Scientists at Siemens, Germany have developed a printed organic solar cell with an efficiency of 5%. In the present state of the art they expect this to reach 7%. If the cell is cheap enough in the market place, this will still be an attractive proposition especially where there is no constraint on the size of platform. The cost of electricity per kWh will still be substantially less than for conventional silicon PVs.
A further step has been taken by chemists at the University of California at Berkeley. They have developed a flexible solar cell that can be painted onto any surface. Their solar cell is a hybrid consisting of inorganic nanorods dispersed within an organic polymer or plastic. The nanorods are manufactured in a solution containing cadmium selenide to a diameter of around 7 nanometres (nm). These absorb sunlight. The nanorods are then mixed with a plastic semi-conductor to coat a transparent electrode to a thickness of 200 nm. The cell is completed with an aluminium coating to act as a back electrode.
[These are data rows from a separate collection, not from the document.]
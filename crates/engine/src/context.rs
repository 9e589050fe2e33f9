//! The context every engine operation runs in.

use std::fmt;

use custody_db::{errors::DbError, kv::KvStore, txn::StoreTxn};
use custody_params::protocol::ProtocolParams;
use custody_primitives::{memo::MemoParser, types::BlockHeight};

use crate::events::CustodyEvent;

/// Everything an operation may read or write.
///
/// The store handed in is usually a [`StoreTxn`] so that the caller decides whether the
/// operation's writes are kept.
pub struct CustodyCtx<'a> {
    pub(crate) height: BlockHeight,
    pub(crate) store: &'a mut dyn KvStore,
    pub(crate) params: &'a ProtocolParams,
    pub(crate) memo_parser: &'a dyn MemoParser,
    pub(crate) events: &'a mut Vec<CustodyEvent>,
}

impl fmt::Debug for CustodyCtx<'_> {
    fn fmt(&self, f: &mut fmt::Formatter<'_>) -> fmt::Result {
        f.debug_struct("CustodyCtx")
            .field("height", &self.height)
            .field("params", &self.params)
            .field("events", &self.events.len())
            .finish_non_exhaustive()
    }
}

impl<'a> CustodyCtx<'a> {
    /// Creates a new context.
    pub fn new(
        height: BlockHeight,
        store: &'a mut dyn KvStore,
        params: &'a ProtocolParams,
        memo_parser: &'a dyn MemoParser,
        events: &'a mut Vec<CustodyEvent>,
    ) -> Self {
        Self {
            height,
            store,
            params,
            memo_parser,
            events,
        }
    }

    /// The current native height.
    pub const fn height(&self) -> BlockHeight {
        self.height
    }

    /// The protocol parameters in effect.
    pub const fn params(&self) -> &ProtocolParams {
        self.params
    }

    /// The memo parser.
    pub const fn memo_parser(&self) -> &dyn MemoParser {
        self.memo_parser
    }

    /// Read access to the store.
    pub fn store(&self) -> &dyn KvStore {
        &*self.store
    }

    /// Write access to the store.
    pub fn store_mut(&mut self) -> &mut dyn KvStore {
        &mut *self.store
    }

    /// Records an audit event.
    pub fn emit(&mut self, event: CustodyEvent) {
        self.events.push(event);
    }

    /// Runs `f` in a nested transaction. Its writes and events are kept only if it succeeds.
    pub fn atomically<T, E>(
        &mut self,
        f: impl FnOnce(&mut CustodyCtx<'_>) -> Result<T, E>,
    ) -> Result<T, E>
    where
        E: From<DbError>,
    {
        let mut events = Vec::new();
        let mut txn = StoreTxn::new(&mut *self.store);

        let res = {
            let mut nested = CustodyCtx {
                height: self.height,
                store: &mut txn,
                params: self.params,
                memo_parser: self.memo_parser,
                events: &mut events,
            };
            f(&mut nested)
        };

        let out = res?;
        txn.commit()?;
        self.events.extend(events);

        Ok(out)
    }
}
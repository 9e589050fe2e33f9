//! Deterministic fixtures for validators, vaults and observations.

use custody_primitives::{
    asset::Coin,
    chain::Chain,
    ids::{Address, NodeAddress, PubKey, TxId},
    tx::{ObservedTx, Tx},
    types::{Amount, BlockHeight, ONE},
    validator::{NodeStatus, Validator},
    vault::{Vault, VaultStatus, VaultType},
};

/// Bond given to fixture validators.
pub const TEST_BOND: Amount = 1_000_000 * ONE;

/// Node address of the `idx`-th fixture validator.
pub fn node_address(idx: usize) -> NodeAddress {
    NodeAddress::new(format!("thor1node{idx:02}"))
}

/// Public key of the `idx`-th fixture validator.
pub fn node_pub_key(idx: usize) -> PubKey {
    PubKey::new(format!("thorpub-node{idx:02}"))
}

/// An active validator with [`TEST_BOND`] that became active at height 1.
pub fn active_validator(idx: usize) -> Validator {
    let mut validator = Validator::new(node_address(idx), node_pub_key(idx), TEST_BOND);
    validator.status = NodeStatus::Active;
    validator.active_since = 1;
    validator
}

/// `n` active validators.
pub fn active_validators(n: usize) -> Vec<Validator> {
    (0..n).map(active_validator).collect()
}

/// Address of the vault `name` on `chain`.
pub fn vault_address(name: &str, chain: Chain) -> Address {
    Address::new(format!("{}-{name}", chain.ticker().to_ascii_lowercase()))
}

/// A shared-custody vault owned by `members`, with an address on every external chain.
pub fn shared_vault(name: &str, status: VaultStatus, members: &[Validator]) -> Vault {
    with_addresses(
        Vault::new(
            PubKey::new(name),
            VaultType::SharedCustody,
            status,
            1,
            members.iter().map(|v| v.pub_key.clone()).collect(),
        ),
        name,
    )
}

/// A per-node-custody vault owned by `owner`, with an address on every external chain.
pub fn per_node_vault(owner: &Validator) -> Vault {
    let name = owner.pub_key.as_str().to_string();
    with_addresses(
        Vault::new(
            owner.pub_key.clone(),
            VaultType::PerNodeCustody,
            VaultStatus::Active,
            1,
            vec![owner.pub_key.clone()],
        ),
        &name,
    )
}

fn with_addresses(vault: Vault, name: &str) -> Vault {
    Chain::ALL
        .into_iter()
        .filter(|c| !c.is_native())
        .fold(vault, |vault, chain| {
            vault.with_address(chain, vault_address(name, chain))
        })
}

/// A user address on `chain`.
pub fn user_address(chain: Chain) -> Address {
    Address::new(format!("{}-user", chain.ticker().to_ascii_lowercase()))
}

/// Deterministic transaction id derived from `seed`.
pub fn txid(seed: u8) -> TxId {
    TxId::from_bytes([seed; 32])
}

/// Builder for observed transactions.
#[derive(Debug, Clone)]
pub struct ObservedTxBuilder {
    tx: ObservedTx,
}

impl ObservedTxBuilder {
    /// Starts an inbound of `coins` from the user into `vault` on the chain of the first coin,
    /// included at external height 100 and reported as final.
    pub fn inbound(id: TxId, vault: &Vault, coins: Vec<Coin>) -> Self {
        let chain = coins.first().map(|c| c.asset.chain).unwrap_or(Chain::Btc);
        let to_address = vault.address(chain).cloned().unwrap_or_default();

        Self {
            tx: ObservedTx {
                tx: Tx {
                    id,
                    chain,
                    from_address: user_address(chain),
                    to_address,
                    coins,
                    gas: vec![Coin::new(chain.gas_asset(), 10_000)],
                    memo: "SWAP:THOR.RUNE".to_string(),
                },
                observed_pub_key: vault.pub_key.clone(),
                block_height: 100,
                finalise_height: 100,
            },
        }
    }

    /// Starts an outbound of `coins` from `vault` to `to_address`.
    pub fn outbound(id: TxId, vault: &Vault, to_address: Address, coins: Vec<Coin>) -> Self {
        let chain = coins.first().map(|c| c.asset.chain).unwrap_or(Chain::Btc);
        let from_address = vault.address(chain).cloned().unwrap_or_default();

        Self {
            tx: ObservedTx {
                tx: Tx {
                    id,
                    chain,
                    from_address,
                    to_address,
                    coins,
                    gas: Vec::new(),
                    memo: String::new(),
                },
                observed_pub_key: vault.pub_key.clone(),
                block_height: 100,
                finalise_height: 100,
            },
        }
    }

    /// Sets the memo.
    pub fn memo(mut self, memo: impl Into<String>) -> Self {
        self.tx.tx.memo = memo.into();
        self
    }

    /// Sets the sender.
    pub fn from(mut self, from_address: Address) -> Self {
        self.tx.tx.from_address = from_address;
        self
    }

    /// Sets the gas paid.
    pub fn gas(mut self, gas: Vec<Coin>) -> Self {
        self.tx.tx.gas = gas;
        self
    }

    /// Sets the inclusion height; the observation stays final.
    pub fn at(mut self, block_height: BlockHeight) -> Self {
        self.tx.block_height = block_height;
        self.tx.finalise_height = block_height;
        self
    }

    /// Marks the observation as not yet final, to be final at `finalise_height`.
    pub fn pending_until(mut self, finalise_height: BlockHeight) -> Self {
        self.tx.finalise_height = finalise_height;
        self
    }

    /// Returns the observation.
    pub fn build(self) -> ObservedTx {
        self.tx
    }
}

#[cfg(test)]
mod tests {
    use super::*;

    #[test]
    fn test_fixture_vaults_have_external_addresses() {
        let validators = active_validators(3);
        let vault = shared_vault("asgard", VaultStatus::Active, &validators);

        assert_eq!(vault.membership.len(), 3);
        assert!(vault.address(Chain::Btc).is_some());
        assert!(vault.address(Chain::Thor).is_none());
    }

    #[test]
    fn test_observed_tx_builder() {
        let validators = active_validators(1);
        let vault = shared_vault("asgard", VaultStatus::Active, &validators);
        let tx = ObservedTxBuilder::inbound(
            txid(1),
            &vault,
            vec![Coin::new(Chain::Btc.gas_asset(), ONE)],
        )
        .pending_until(106)
        .build();

        assert!(tx.validate().is_ok());
        assert!(!tx.is_final());
        assert_eq!(tx.tx.to_address, vault_address("asgard", Chain::Btc));
    }
}
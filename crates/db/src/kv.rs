//! The raw key-value interface every backend implements.

use std::collections::{btree_map, BTreeMap};

use crate::errors::DbResult;

/// An ordered set of writes to apply atomically. `None` deletes the key.
#[derive(Debug, Clone, Default, PartialEq, Eq)]
pub struct WriteBatch {
    ops: BTreeMap<Vec<u8>, Option<Vec<u8>>>,
}

impl WriteBatch {
    /// Creates an empty batch.
    pub fn new() -> Self {
        Self::default()
    }

    /// Records a write of `value` under `key`, replacing any earlier op on that key.
    pub fn put(&mut self, key: Vec<u8>, value: Vec<u8>) {
        self.ops.insert(key, Some(value));
    }

    /// Records a deletion of `key`, replacing any earlier op on that key.
    pub fn delete(&mut self, key: Vec<u8>) {
        self.ops.insert(key, None);
    }

    /// Returns the pending op for `key`: `Some(None)` means deleted in this batch.
    pub fn get(&self, key: &[u8]) -> Option<Option<&Vec<u8>>> {
        self.ops.get(key).map(Option::as_ref)
    }

    /// Returns whether the batch contains no ops.
    pub fn is_empty(&self) -> bool {
        self.ops.is_empty()
    }

    /// Number of ops.
    pub fn len(&self) -> usize {
        self.ops.len()
    }

    /// Ops on keys in `start..end`, in key order.
    pub fn range<'a>(
        &'a self,
        start: &[u8],
        end: &[u8],
    ) -> impl Iterator<Item = (&'a Vec<u8>, &'a Option<Vec<u8>>)> + 'a {
        self.ops.range(start.to_vec()..end.to_vec())
    }

    /// Ops on keys starting with `prefix`, in key order.
    pub fn range_prefix<'a>(
        &'a self,
        prefix: &'a [u8],
    ) -> impl Iterator<Item = (&'a Vec<u8>, &'a Option<Vec<u8>>)> + 'a {
        self.ops
            .range(prefix.to_vec()..)
            .take_while(move |(k, _)| k.starts_with(prefix))
    }
}

impl IntoIterator for WriteBatch {
    type Item = (Vec<u8>, Option<Vec<u8>>);
    type IntoIter = btree_map::IntoIter<Vec<u8>, Option<Vec<u8>>>;

    fn into_iter(self) -> Self::IntoIter {
        self.ops.into_iter()
    }
}

/// A deterministic, ordered key-value store.
///
/// Implementations must return prefix scans in ascending key order so that every node iterates
/// entities identically.
pub trait KvStore {
    /// Gets the value stored under `key`.
    fn get(&self, key: &[u8]) -> DbResult<Option<Vec<u8>>>;

    /// Stores `value` under `key`.
    fn put(&mut self, key: Vec<u8>, value: Vec<u8>) -> DbResult<()>;

    /// Removes `key`.
    fn delete(&mut self, key: &[u8]) -> DbResult<()>;

    /// Returns every pair whose key starts with `prefix`, in ascending key order.
    fn scan_prefix(&self, prefix: &[u8]) -> DbResult<Vec<(Vec<u8>, Vec<u8>)>>;

    /// Returns every pair whose key is in `start..end`, in ascending key order.
    fn scan_range(&self, start: &[u8], end: &[u8]) -> DbResult<Vec<(Vec<u8>, Vec<u8>)>>;

    /// Applies `batch`. Backends that support it apply the batch atomically.
    fn apply(&mut self, batch: WriteBatch) -> DbResult<()> {
        for (key, value) in batch {
            match value {
                Some(value) => self.put(key, value)?,
                None => self.delete(&key)?,
            }
        }

        Ok(())
    }
}
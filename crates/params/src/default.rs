//! Default values for the protocol parameters.

use custody_primitives::types::{Amount, ONE};

/// Default numerator of the consensus threshold.
pub(crate) const CONSENSUS_THRESHOLD_NUM: u64 = 2;

/// Default denominator of the consensus threshold.
pub(crate) const CONSENSUS_THRESHOLD_DEN: u64 = 3;

/// Default number of blocks after consensus during which a late but matching observation still
/// earns its observation points back.
pub(crate) const OBSERVATION_DELAY_FLEXIBILITY: u64 = 10;

/// Default points added for every observation, refunded once the observation turns out to be
/// canonical.
pub(crate) const OBSERVE_SLASH_POINTS: u64 = 1;

/// Default points added to an active validator that did not observe a transaction that reached
/// consensus.
pub(crate) const LACK_OF_OBSERVATION_PENALTY: u64 = 2;

/// Default number of blocks a vault has to sign and broadcast an outbound.
pub(crate) const SIGNING_TRANSACTION_PERIOD: u64 = 300;

/// Default points added to each owner of a vault that failed to sign in time.
pub(crate) const SIGNING_SLASH_POINTS: u64 = SIGNING_TRANSACTION_PERIOD * 2;

/// Default number of blocks a per-node vault owner is jailed for failing to sign.
pub(crate) const JAIL_TIME_SIGNING: u64 = SIGNING_TRANSACTION_PERIOD * 2;

/// Default number of signing windows an outbound may be retried for; zero retries forever.
pub(crate) const MAX_OUTBOUND_ATTEMPTS: u64 = 0;

/// Default flat fee charged on every outbound, in the native asset.
pub(crate) const OUTBOUND_TRANSACTION_FEE: Amount = 2_000_000;

/// Default per-block value above which outbound payments get delayed, in the native asset.
pub(crate) const MIN_TX_OUT_VOLUME_THRESHOLD: Amount = 1_000 * ONE;

/// Default release rate of queued outbound value per block, in the native asset.
pub(crate) const TX_OUT_DELAY_RATE: Amount = 25 * ONE;

/// Default number of future blocks inspected when computing the outbound delay.
pub(crate) const TX_OUT_DELAY_MAX: u64 = 17_280;

/// Default maximum number of blocks an outbound may be delayed by.
pub(crate) const MAX_TX_OUT_OFFSET: u64 = 720;

/// Default multiplier applied to the value of stolen funds when slashing bonds, in basis points.
pub(crate) const SLASH_PENALTY_BPS: u64 = 10_000;

/// Default slashed value at which the affected chain is halted, in the native asset.
pub(crate) const PAUSE_ON_SLASH_THRESHOLD: Amount = 100 * ONE;

/// Default age in blocks beyond which double-sign evidence is ignored.
pub(crate) const DOUBLE_SIGN_MAX_AGE: u64 = 24;

/// Default fraction of the bond burned for double signing, in basis points.
pub(crate) const DOUBLE_SIGN_SLASH_BPS: u64 = 500;

/// Default number of blocks between two slash point decays; zero disables decay.
pub(crate) const SLASH_POINT_DECAY_INTERVAL: u64 = 720;

/// Default points removed from each counter on every decay.
pub(crate) const SLASH_POINT_DECAY: u64 = 1;

/// Default outbound destinations that cannot process outbound memos.
pub(crate) const OUTBOUND_BLACKLIST: &[&str] = &["bnb136ns6lfw4zs5hg4n85vdthaad7hq5m4gtkgf23"];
The nanorods behave like wires able to absorb light of a particular wavelength. When subjected to light they generate an electron plus an electron hole. The electron travels the length of the rod to be collected by the aluminium electrode. The hole, which mimics an electron, is transferred to the plastic or hole carrier where it migrates to its electrode thereby creating a current.
At present hybrid solar cells based on nanorods and plastic semiconductors achieve an efficiency of 2%. However, there is confidence among the scientists that realizing an efficiency of 10% will only be a matter of time.
The researchers claim that using inorganic semiconductors coupled with organic polymers achieves the best of both worlds since polymers offer the advantage of processing at room temperature which is relatively low cost and permits the use of a flexible substrate. Inorganic semiconductors have well-established electronic properties well suited as solar cell material.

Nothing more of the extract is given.